Vigilia

Mientras caminaba hacia el metro hoy por la mañana, pensaba que era un día extraño. El aire diáfano y cristalino y el sonido las hojas de los plátanos orientales, me recordaban que llovería. Estaba intranquila.
Desde muy temprano, al prender el televisor, las noticias sólo hablaban de la precaria salud del Papa. Mostraban imágenes de su visita a Chile, justo hace 18 años. Mostraban a un hombre robusto, alegre, de personalidad fuerte, tan distinto a las últimas imágenes. Y recordé esos días de abril de 1987. Días de un sol radiante, poco usual para el mes de abril. Días en que se vivía un ambiente especial. Alegre. Fervoroso. Era feriado, y todo giraba en torno a la visita del Papa.
Verlo pasar, la expectativa que generaba, la gente en las calles con banderas amarillas y blancas, me temblaban las piernas de la emoción. ¡Lo vi! ¡Lo vi! Eran los gritos que se escuchaban por todos lados. Fue sólo un segundo, una aparición tan breve después de la larga espera, pero que a uno lo dejaba con el corazón agitado, como haber sido tocado por algo.

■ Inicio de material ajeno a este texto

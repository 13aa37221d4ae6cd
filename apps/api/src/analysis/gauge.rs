use serde::Serialize;

use crate::models::analysis::{round2, AnalysisResult};

#[derive(Debug, Clone, Copy, PartialEq, Eq, Serialize)]
#[serde(rename_all = "lowercase")]
pub enum GaugeColor {
    Red,
    Orange,
    Green,
}

impl GaugeColor {
    /// ≤40 red, ≤70 orange, anything above green.
    pub fn for_score(score: f64) -> Self {
        if score <= 40.0 {
            GaugeColor::Red
        } else if score <= 70.0 {
            GaugeColor::Orange
        } else {
            GaugeColor::Green
        }
    }
}

/// One circular score gauge on the dashboard.
#[derive(Debug, Clone, PartialEq, Serialize)]
pub struct ScoreGauge {
    pub label: &'static str,
    pub value: f64,
    pub color: GaugeColor,
}

impl ScoreGauge {
    pub fn new(label: &'static str, score: f64) -> Self {
        Self {
            label,
            value: round2(score),
            color: GaugeColor::for_score(score),
        }
    }
}

pub fn match_gauges(analysis: &AnalysisResult) -> [ScoreGauge; 3] {
    [
        ScoreGauge::new("Overall Match", analysis.overall_score),
        ScoreGauge::new("Semantic Similarity", analysis.semantic_score),
        ScoreGauge::new("Skill Match", analysis.skill_score),
    ]
}

#[cfg(test)]
mod tests {
    use super::*;

    #[test]
    fn test_color_bands() {
        assert_eq!(GaugeColor::for_score(0.0), GaugeColor::Red);
        assert_eq!(GaugeColor::for_score(40.0), GaugeColor::Red);
        assert_eq!(GaugeColor::for_score(40.5), GaugeColor::Orange);
        assert_eq!(GaugeColor::for_score(70.0), GaugeColor::Orange);
        assert_eq!(GaugeColor::for_score(70.01), GaugeColor::Green);
        assert_eq!(GaugeColor::for_score(100.0), GaugeColor::Green);
    }

    #[test]
    fn test_gauge_rounds_to_two_decimals() {
        let gauge = ScoreGauge::new("Overall Match", 66.6666);
        assert_eq!(gauge.value, 66.67);
        assert_eq!(gauge.color, GaugeColor::Orange);
    }

    #[test]
    fn test_gauge_half_cent_rounds_to_even() {
        assert_eq!(ScoreGauge::new("Skill Match", 61.125).value, 61.12);
    }

    #[test]
    fn test_gauge_order() {
        let analysis = AnalysisResult {
            overall_score: 90.0,
            semantic_score: 30.0,
            skill_score: 55.0,
            ..AnalysisResult::default()
        };
        let [overall, semantic, skill] = match_gauges(&analysis);
        assert_eq!(overall.label, "Overall Match");
        assert_eq!(semantic.color, GaugeColor::Red);
        assert_eq!(skill.color, GaugeColor::Orange);
    }
}
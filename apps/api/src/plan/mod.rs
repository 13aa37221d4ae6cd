// Preparation Plan: an LLM-written study schedule for the analysed resume and JD.

pub mod handlers;
pub mod prompts;

use tracing::info;
use uuid::Uuid;

use crate::errors::AppError;
use crate::llm_client::prompts::{clip, fill};
use crate::llm_client::ResponseFormat;
use crate::models::session::MAX_PREP_DAYS;
use crate::plan::prompts::{PLAN_PROMPT_CHARS, PLAN_PROMPT_TEMPLATE, PLAN_SYSTEM};
use crate::state::AppState;

pub fn validate_days(days: u16) -> Result<u16, AppError> {
    if (1..=MAX_PREP_DAYS).contains(&days) {
        Ok(days)
    } else {
        Err(AppError::Validation(format!(
            "days must be between 1 and {MAX_PREP_DAYS}"
        )))
    }
}

pub fn build_prompt(resume_text: &str, jd_text: &str, days: u16) -> String {
    fill(
        PLAN_PROMPT_TEMPLATE,
        &[
            ("resume_text", clip(resume_text, PLAN_PROMPT_CHARS)),
            ("jd_text", clip(jd_text, PLAN_PROMPT_CHARS)),
            ("days", days.to_string().as_str()),
        ],
    )
}

/// Generates and stores a plan. `days` overrides the session's current horizon.
pub async fn generate_plan(
    state: &AppState,
    session_id: Uuid,
    days: Option<u16>,
) -> Result<(u16, String), AppError> {
    let days = days.map(validate_days).transpose()?;

    let session = state.sessions.get(session_id).await?;
    let (resume_text, jd_text) = match (session.resume_text, session.jd_text) {
        (Some(resume), Some(jd)) => (resume, jd),
        _ => {
            return Err(AppError::Validation(
                "Please upload resume & job description in the main page and start analysis first"
                    .to_string(),
            ))
        }
    };
    let days = days.unwrap_or(session.plan.days);
    let llm = state.llm()?;

    let prompt = build_prompt(&resume_text, &jd_text, days);
    let text = llm
        .generate(&prompt, PLAN_SYSTEM, ResponseFormat::Text)
        .await
        .map_err(|e| AppError::Llm(format!("Preparation plan failed: {e}")))?;

    state
        .sessions
        .update(session_id, |session| {
            session.plan.set_days(days);
            session.plan.text = Some(text.clone());
            Ok(())
        })
        .await?;

    info!(session_id = %session_id, days, plan_chars = text.len(), "Preparation plan generated");
    Ok((days, text))
}
use thiserror::Error;
use tracing::{debug, warn};

const PDF_MAGIC: &[u8] = b"%PDF-";

#[derive(Debug, Error)]
pub enum ExtractError {
    #[error("uploaded file is not a PDF")]
    NotPdf,

    #[error("The resume has no readable text.")]
    NoReadableText,

    #[error("PDF extraction failed: {0}")]
    Extraction(String),

    #[error("PDF extraction task was cancelled")]
    Cancelled,
}

pub fn looks_like_pdf(bytes: &[u8]) -> bool {
    bytes.starts_with(PDF_MAGIC)
}

/// Extracts trimmed plain text from PDF bytes.
///
/// `pdf-extract` is CPU-bound and can panic on malformed documents, so the work
/// runs on the blocking pool and a panic surfaces as an extraction error.
pub async fn extract_text(bytes: Vec<u8>) -> Result<String, ExtractError> {
    if !looks_like_pdf(&bytes) {
        return Err(ExtractError::NotPdf);
    }

    let size = bytes.len();
    let extracted = tokio::task::spawn_blocking(move || {
        pdf_extract::extract_text_from_mem(&bytes).map_err(|e| e.to_string())
    })
    .await
    .map_err(|e| {
        if e.is_panic() {
            ExtractError::Extraction("extractor panicked".to_string())
        } else {
            ExtractError::Cancelled
        }
    })?;

    let text = match extracted {
        Ok(text) => text,
        Err(e) => {
            warn!("PDF extraction failed for {size} byte upload: {e}");
            return Err(ExtractError::Extraction(e));
        }
    };

    let text = text.trim();
    if text.is_empty() {
        return Err(ExtractError::NoReadableText);
    }

    debug!("Extracted {} characters from {size} byte PDF", text.len());
    Ok(text.to_string())
}
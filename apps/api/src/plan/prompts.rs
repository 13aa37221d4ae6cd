// Preparation plan prompt templates.

pub const PLAN_PROMPT_CHARS: usize = 1500;

pub const PLAN_SYSTEM: &str = "You are an interview preparation coach. \
    Write practical, structured preparation plans tailored to a candidate and a role.";

/// Replace: {resume_text}, {jd_text}, {days}
pub const PLAN_PROMPT_TEMPLATE: &str = r#"Resume: {resume_text}
Job Description: {jd_text}
The candidate has {days} days to prepare.

Suggest a structured preparation plan highlighting:
- Key technical skills to focus on
- Missing areas to improve
- Daily/weekly schedule"#;
//! Analysis records coerced from the LLM's loosely-typed JSON.
//!
//! Nothing past this module sees a raw `serde_json::Value`: scores default to 0,
//! skill lists default to empty, and malformed entries are dropped.

use std::collections::BTreeSet;

use serde::{Deserialize, Serialize};
use serde_json::Value;

const NO_FEEDBACK: &str = "No feedback provided";

/// Scores plus the four skill sets the insight engine consumes.
#[derive(Debug, Clone, Default, PartialEq, Serialize, Deserialize)]
pub struct AnalysisResult {
    pub overall_score: f64,
    pub skill_score: f64,
    pub semantic_score: f64,
    pub soft_skills_required: BTreeSet<String>,
    pub soft_skills_present: BTreeSet<String>,
    pub technical_skills_required: BTreeSet<String>,
    pub technical_skills_present: BTreeSet<String>,
}

impl AnalysisResult {
    pub fn from_value(value: &Value) -> Self {
        Self {
            overall_score: score_field(value, "overall_score"),
            skill_score: score_field(value, "skill_score"),
            semantic_score: score_field(value, "semantic_score"),
            soft_skills_required: skill_field(value, "soft_skills_required"),
            soft_skills_present: skill_field(value, "soft_skills_present"),
            technical_skills_required: skill_field(value, "technical_skills_required"),
            technical_skills_present: skill_field(value, "technical_skills_present"),
        }
    }
}

/// Full evaluation payload stored on the session after a successful analysis.
#[derive(Debug, Clone, PartialEq, Serialize, Deserialize)]
pub struct Evaluation {
    #[serde(flatten)]
    pub analysis: AnalysisResult,
    pub feedback: String,
    pub recommendations: Vec<String>,
}

impl Evaluation {
    pub fn from_value(value: &Value) -> Self {
        Self {
            analysis: AnalysisResult::from_value(value),
            feedback: value
                .get("feedback")
                .and_then(render_feedback)
                .unwrap_or_else(|| NO_FEEDBACK.to_string()),
            recommendations: string_list(value.get("recommendations")),
        }
    }
}

/// Rounds to two decimals from the exact binary value, halves to even.
///
/// `61.125` becomes `61.12`, where `(x * 100.0).round() / 100.0` gives `61.13`.
pub fn round2(value: f64) -> f64 {
    format!("{value:.2}").parse().unwrap_or(value)
}

fn score_field(value: &Value, key: &str) -> f64 {
    let raw = match value.get(key) {
        Some(Value::Number(n)) => n.as_f64(),
        Some(Value::String(s)) => s.trim().trim_end_matches('%').trim().parse::<f64>().ok(),
        _ => None,
    };
    match raw {
        Some(score) if score.is_finite() => score.clamp(0.0, 100.0),
        _ => 0.0,
    }
}

fn skill_field(value: &Value, key: &str) -> BTreeSet<String> {
    string_list(value.get(key)).into_iter().collect()
}

/// Accepts an array of strings or a single comma-separated string.
fn string_list(value: Option<&Value>) -> Vec<String> {
    let items: Vec<&str> = match value {
        Some(Value::Array(arr)) => arr.iter().filter_map(|v| v.as_str()).collect(),
        Some(Value::String(s)) => s.split(',').collect(),
        _ => Vec::new(),
    };
    items
        .into_iter()
        .map(str::trim)
        .filter(|s| !s.is_empty())
        .map(String::from)
        .collect()
}

/// Feedback is requested as prose but models sometimes return sections as an object.
fn render_feedback(value: &Value) -> Option<String> {
    let rendered = match value {
        Value::String(s) => s.trim().to_string(),
        Value::Array(items) => bullet_lines(items),
        Value::Object(sections) => sections
            .iter()
            .map(|(heading, body)| match body {
                Value::Array(items) => format!("{heading}:\n{}", bullet_lines(items)),
                Value::String(s) => format!("{heading}:\n{}", s.trim()),
                other => format!("{heading}:\n{other}"),
            })
            .collect::<Vec<_>>()
            .join("\n\n"),
        _ => return None,
    };
    (!rendered.is_empty()).then_some(rendered)
}

fn bullet_lines(items: &[Value]) -> String {
    items
        .iter()
        .map(|item| match item {
            Value::String(s) => format!("- {}", s.trim()),
            other => format!("- {other}"),
        })
        .collect::<Vec<_>>()
        .join("\n")
}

Como el Papa se alojaba en la nunciatura, cerca de mi casa, con una amiga esperábamos que pasara para verlo. Sabíamos las horas en las que salía e íbamos a saludarlo desde las barerras papales instaladas en la calle. Queríamos verlo cada vez que pudiéramos y aprovechar una oportunidad que sabíamos no se repetiría. Aunque fuera un segundo. Esos son mis recuerdos de aquellos días.
Hoy tal vez ya nos estemos preparando para recibir a un nuevo Santo Padre. Y, en cierto modo, me resisto un poco a eso. Me va a costar ver la imagen de otro hombre vestido de blanco en el balcón del Vaticano. El, que ha rezado tanto por nosotros. Este es mi minuto de rezar por él y darle las gracias por todo lo que nos ha entregado. Por esa paz que irradiaba. Por su fuerza. Por su bondad.